▶ _Task prompt_
Records follow. Select each line holding "iter".

───── Records for this task ─────

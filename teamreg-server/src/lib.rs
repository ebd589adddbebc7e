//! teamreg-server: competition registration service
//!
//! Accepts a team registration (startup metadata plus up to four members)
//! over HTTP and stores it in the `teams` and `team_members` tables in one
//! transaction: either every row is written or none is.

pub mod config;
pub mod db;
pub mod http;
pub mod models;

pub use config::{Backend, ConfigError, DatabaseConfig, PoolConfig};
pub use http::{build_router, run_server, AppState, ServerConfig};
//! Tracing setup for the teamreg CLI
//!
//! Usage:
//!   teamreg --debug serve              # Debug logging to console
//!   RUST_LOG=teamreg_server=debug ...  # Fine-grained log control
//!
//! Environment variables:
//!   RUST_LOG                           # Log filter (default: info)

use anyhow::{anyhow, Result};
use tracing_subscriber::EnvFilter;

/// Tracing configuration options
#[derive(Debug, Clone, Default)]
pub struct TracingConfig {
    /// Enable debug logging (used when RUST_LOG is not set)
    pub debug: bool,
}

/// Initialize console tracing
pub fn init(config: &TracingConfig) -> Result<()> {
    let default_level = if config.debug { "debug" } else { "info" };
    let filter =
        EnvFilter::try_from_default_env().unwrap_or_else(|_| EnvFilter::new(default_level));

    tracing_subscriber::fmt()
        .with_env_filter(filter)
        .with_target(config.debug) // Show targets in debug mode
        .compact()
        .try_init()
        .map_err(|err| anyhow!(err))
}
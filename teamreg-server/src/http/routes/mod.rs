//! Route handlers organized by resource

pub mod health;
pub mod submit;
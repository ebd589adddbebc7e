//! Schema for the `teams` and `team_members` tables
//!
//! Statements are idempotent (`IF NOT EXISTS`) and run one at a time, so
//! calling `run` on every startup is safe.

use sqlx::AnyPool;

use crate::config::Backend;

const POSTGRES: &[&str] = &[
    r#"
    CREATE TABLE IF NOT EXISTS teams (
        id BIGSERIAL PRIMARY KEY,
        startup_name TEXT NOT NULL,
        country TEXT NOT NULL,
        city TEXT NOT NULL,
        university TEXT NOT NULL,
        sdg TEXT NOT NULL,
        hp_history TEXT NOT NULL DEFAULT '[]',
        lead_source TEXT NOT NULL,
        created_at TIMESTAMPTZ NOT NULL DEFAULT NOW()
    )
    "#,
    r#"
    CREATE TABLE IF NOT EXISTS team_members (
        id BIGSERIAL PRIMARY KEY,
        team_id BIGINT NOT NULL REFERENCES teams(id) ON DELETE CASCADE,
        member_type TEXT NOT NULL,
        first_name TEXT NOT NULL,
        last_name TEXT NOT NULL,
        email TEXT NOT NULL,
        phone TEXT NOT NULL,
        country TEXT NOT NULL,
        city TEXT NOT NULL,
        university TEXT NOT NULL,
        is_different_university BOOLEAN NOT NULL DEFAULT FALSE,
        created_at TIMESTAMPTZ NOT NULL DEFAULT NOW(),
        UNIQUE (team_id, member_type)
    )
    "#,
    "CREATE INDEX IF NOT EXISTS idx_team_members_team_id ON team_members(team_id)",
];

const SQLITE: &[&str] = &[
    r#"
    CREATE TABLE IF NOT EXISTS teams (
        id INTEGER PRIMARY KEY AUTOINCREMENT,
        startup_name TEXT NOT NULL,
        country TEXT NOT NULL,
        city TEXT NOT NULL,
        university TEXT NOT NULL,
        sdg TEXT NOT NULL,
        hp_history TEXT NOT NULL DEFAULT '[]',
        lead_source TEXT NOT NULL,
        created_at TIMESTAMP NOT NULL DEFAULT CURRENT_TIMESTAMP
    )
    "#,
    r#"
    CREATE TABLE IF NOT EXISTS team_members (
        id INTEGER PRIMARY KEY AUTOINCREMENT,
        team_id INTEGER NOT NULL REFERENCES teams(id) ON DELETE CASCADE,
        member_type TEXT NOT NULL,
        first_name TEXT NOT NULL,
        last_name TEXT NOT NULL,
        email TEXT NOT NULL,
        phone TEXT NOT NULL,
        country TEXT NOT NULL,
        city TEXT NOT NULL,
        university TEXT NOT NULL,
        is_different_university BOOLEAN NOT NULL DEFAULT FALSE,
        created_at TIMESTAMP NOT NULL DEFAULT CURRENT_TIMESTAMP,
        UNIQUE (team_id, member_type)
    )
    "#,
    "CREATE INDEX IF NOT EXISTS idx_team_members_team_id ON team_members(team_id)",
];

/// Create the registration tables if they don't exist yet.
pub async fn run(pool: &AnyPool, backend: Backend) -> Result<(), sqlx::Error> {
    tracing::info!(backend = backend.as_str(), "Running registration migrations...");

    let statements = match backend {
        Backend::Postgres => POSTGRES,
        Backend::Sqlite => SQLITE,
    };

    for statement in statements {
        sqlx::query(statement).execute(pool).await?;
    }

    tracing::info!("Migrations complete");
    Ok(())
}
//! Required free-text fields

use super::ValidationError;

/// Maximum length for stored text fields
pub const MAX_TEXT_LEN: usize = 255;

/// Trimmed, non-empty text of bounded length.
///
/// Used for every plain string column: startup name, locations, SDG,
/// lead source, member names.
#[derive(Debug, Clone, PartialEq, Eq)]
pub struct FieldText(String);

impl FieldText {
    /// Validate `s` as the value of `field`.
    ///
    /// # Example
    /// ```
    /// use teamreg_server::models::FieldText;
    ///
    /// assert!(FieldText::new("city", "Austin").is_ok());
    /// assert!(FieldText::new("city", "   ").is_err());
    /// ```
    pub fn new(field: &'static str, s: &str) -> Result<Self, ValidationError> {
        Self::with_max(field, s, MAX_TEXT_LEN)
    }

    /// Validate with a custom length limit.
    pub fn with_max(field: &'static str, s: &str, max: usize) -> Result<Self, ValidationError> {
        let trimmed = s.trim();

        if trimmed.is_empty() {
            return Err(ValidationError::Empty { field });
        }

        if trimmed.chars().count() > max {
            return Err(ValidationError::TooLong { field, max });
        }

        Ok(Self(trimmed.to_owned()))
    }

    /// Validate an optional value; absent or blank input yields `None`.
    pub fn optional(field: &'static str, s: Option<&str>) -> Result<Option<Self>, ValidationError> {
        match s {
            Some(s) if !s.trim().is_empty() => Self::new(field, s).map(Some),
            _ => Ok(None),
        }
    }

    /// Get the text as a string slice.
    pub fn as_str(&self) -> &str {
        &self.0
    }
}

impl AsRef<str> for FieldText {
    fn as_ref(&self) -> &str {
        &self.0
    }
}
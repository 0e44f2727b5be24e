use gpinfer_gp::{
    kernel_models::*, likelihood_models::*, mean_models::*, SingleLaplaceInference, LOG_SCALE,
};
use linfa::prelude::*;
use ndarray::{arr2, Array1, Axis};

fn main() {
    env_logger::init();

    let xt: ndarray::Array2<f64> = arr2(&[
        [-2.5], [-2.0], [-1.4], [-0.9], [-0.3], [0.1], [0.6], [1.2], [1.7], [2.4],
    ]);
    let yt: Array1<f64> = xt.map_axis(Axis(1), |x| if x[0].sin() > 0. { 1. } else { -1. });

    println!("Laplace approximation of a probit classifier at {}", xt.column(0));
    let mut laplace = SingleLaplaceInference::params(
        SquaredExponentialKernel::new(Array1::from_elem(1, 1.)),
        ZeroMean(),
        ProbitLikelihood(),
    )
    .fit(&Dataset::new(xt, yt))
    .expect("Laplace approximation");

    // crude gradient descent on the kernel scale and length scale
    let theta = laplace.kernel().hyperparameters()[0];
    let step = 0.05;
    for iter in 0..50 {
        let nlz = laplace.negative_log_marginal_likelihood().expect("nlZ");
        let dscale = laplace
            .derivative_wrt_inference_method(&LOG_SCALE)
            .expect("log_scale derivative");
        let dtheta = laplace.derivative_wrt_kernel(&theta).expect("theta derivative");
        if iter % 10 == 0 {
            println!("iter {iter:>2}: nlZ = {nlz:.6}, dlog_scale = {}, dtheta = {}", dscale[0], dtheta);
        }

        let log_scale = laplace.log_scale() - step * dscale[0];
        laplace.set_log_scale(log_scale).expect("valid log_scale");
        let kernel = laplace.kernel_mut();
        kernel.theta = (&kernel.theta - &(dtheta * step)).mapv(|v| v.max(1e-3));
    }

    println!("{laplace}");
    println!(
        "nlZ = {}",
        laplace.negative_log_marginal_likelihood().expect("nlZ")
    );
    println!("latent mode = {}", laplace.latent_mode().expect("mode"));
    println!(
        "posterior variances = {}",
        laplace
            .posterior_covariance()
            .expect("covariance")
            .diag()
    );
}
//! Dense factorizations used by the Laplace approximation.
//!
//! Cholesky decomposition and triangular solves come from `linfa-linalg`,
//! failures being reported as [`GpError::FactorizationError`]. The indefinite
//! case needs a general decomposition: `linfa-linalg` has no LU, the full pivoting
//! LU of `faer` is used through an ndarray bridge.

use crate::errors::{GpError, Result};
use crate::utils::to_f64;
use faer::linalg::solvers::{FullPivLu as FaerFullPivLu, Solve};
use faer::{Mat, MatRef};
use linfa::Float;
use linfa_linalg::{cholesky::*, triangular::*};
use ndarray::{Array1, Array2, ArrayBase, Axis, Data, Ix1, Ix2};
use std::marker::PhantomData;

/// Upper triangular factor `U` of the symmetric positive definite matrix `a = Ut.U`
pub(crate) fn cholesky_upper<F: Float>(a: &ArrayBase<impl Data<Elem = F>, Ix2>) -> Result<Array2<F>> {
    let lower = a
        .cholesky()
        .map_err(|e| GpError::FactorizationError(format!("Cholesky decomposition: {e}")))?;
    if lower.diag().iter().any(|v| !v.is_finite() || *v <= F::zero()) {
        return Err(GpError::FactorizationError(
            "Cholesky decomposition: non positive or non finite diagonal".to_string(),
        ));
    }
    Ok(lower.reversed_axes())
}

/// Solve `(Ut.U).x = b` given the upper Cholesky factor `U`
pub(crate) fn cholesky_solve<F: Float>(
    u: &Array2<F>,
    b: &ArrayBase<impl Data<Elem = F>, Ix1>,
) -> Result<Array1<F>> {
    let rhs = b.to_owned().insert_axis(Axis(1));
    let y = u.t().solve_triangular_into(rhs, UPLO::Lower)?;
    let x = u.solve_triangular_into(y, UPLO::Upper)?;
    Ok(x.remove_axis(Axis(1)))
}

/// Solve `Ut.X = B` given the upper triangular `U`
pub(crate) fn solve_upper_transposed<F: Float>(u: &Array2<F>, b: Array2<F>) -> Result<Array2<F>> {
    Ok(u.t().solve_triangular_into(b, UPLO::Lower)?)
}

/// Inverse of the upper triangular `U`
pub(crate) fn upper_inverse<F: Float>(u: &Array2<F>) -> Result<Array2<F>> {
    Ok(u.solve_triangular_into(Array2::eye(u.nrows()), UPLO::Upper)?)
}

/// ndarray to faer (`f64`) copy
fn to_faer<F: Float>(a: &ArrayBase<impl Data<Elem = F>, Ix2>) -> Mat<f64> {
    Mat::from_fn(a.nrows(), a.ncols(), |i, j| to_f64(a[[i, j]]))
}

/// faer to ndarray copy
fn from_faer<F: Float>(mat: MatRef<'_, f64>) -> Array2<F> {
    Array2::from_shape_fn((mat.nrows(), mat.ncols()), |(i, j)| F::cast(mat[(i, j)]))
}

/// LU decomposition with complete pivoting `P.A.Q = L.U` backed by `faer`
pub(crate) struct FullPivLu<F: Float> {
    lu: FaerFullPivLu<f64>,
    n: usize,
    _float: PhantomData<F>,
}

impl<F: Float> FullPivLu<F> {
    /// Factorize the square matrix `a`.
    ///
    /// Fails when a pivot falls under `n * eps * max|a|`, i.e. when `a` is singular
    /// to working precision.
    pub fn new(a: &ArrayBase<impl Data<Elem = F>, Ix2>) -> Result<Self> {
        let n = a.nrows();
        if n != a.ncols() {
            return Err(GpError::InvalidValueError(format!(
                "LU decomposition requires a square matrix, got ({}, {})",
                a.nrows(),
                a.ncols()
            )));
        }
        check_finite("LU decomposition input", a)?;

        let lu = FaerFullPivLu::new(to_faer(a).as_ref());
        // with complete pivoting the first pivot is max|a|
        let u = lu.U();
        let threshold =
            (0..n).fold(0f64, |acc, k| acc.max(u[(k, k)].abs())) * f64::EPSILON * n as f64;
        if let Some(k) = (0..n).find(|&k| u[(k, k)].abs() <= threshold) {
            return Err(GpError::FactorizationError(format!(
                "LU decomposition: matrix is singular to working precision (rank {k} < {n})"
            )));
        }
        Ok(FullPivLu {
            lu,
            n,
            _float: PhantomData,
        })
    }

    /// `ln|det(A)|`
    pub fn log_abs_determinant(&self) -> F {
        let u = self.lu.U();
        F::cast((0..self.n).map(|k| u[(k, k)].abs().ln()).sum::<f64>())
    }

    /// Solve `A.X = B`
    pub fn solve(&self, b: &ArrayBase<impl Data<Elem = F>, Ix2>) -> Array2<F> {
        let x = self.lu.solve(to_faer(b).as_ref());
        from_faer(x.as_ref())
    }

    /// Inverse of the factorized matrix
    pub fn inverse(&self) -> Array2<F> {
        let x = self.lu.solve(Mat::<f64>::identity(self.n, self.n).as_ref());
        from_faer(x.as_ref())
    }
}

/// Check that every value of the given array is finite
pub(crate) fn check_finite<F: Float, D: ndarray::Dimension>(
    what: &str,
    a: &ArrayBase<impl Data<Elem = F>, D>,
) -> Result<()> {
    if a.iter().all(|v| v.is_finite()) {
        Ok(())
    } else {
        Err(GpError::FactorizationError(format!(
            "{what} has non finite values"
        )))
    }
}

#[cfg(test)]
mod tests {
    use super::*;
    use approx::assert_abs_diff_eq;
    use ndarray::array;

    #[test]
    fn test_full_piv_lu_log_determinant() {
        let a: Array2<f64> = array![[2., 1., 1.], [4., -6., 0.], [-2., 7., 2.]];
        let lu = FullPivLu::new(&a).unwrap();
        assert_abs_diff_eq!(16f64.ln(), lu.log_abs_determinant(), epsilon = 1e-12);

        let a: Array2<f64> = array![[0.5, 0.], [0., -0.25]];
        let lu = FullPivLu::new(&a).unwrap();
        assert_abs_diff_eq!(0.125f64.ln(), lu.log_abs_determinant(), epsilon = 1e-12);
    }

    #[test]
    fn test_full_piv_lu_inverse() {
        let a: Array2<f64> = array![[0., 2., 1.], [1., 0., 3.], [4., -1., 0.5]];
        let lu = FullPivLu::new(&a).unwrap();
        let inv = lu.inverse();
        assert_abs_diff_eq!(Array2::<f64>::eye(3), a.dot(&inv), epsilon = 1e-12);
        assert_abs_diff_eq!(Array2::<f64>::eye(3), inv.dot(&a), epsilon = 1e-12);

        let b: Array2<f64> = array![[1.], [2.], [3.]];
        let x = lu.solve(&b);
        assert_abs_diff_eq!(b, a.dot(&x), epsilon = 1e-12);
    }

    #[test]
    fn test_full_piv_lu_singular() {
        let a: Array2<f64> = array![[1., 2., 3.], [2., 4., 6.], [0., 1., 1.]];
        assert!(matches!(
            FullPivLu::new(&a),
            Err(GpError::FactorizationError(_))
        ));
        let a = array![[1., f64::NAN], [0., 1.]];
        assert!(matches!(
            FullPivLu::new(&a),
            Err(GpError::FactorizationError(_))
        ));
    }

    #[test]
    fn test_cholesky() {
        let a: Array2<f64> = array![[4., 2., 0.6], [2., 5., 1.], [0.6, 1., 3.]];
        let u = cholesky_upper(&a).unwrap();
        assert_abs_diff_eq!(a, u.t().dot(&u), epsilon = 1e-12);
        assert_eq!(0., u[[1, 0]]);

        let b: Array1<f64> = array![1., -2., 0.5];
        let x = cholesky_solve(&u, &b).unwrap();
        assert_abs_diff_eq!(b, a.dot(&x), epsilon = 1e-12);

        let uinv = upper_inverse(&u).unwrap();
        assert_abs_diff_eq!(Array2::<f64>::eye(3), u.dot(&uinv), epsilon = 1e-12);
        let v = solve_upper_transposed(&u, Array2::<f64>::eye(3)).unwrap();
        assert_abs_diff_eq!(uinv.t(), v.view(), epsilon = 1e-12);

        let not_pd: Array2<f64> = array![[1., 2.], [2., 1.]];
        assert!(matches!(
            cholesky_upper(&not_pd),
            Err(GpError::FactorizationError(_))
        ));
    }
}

─────

▶ _Reply_
    for iter in 0..50 {
        if iter % 10 == 0 {
            println!("iter {iter:>2}: nlZ = {nlz:.6}, dlog_scale = {}, dtheta = {}", dscale[0], dtheta);
    if lower.diag().iter().any(|v| !v.is_finite() || *v <= F::zero()) {
    if a.iter().all(|v| v.is_finite()) {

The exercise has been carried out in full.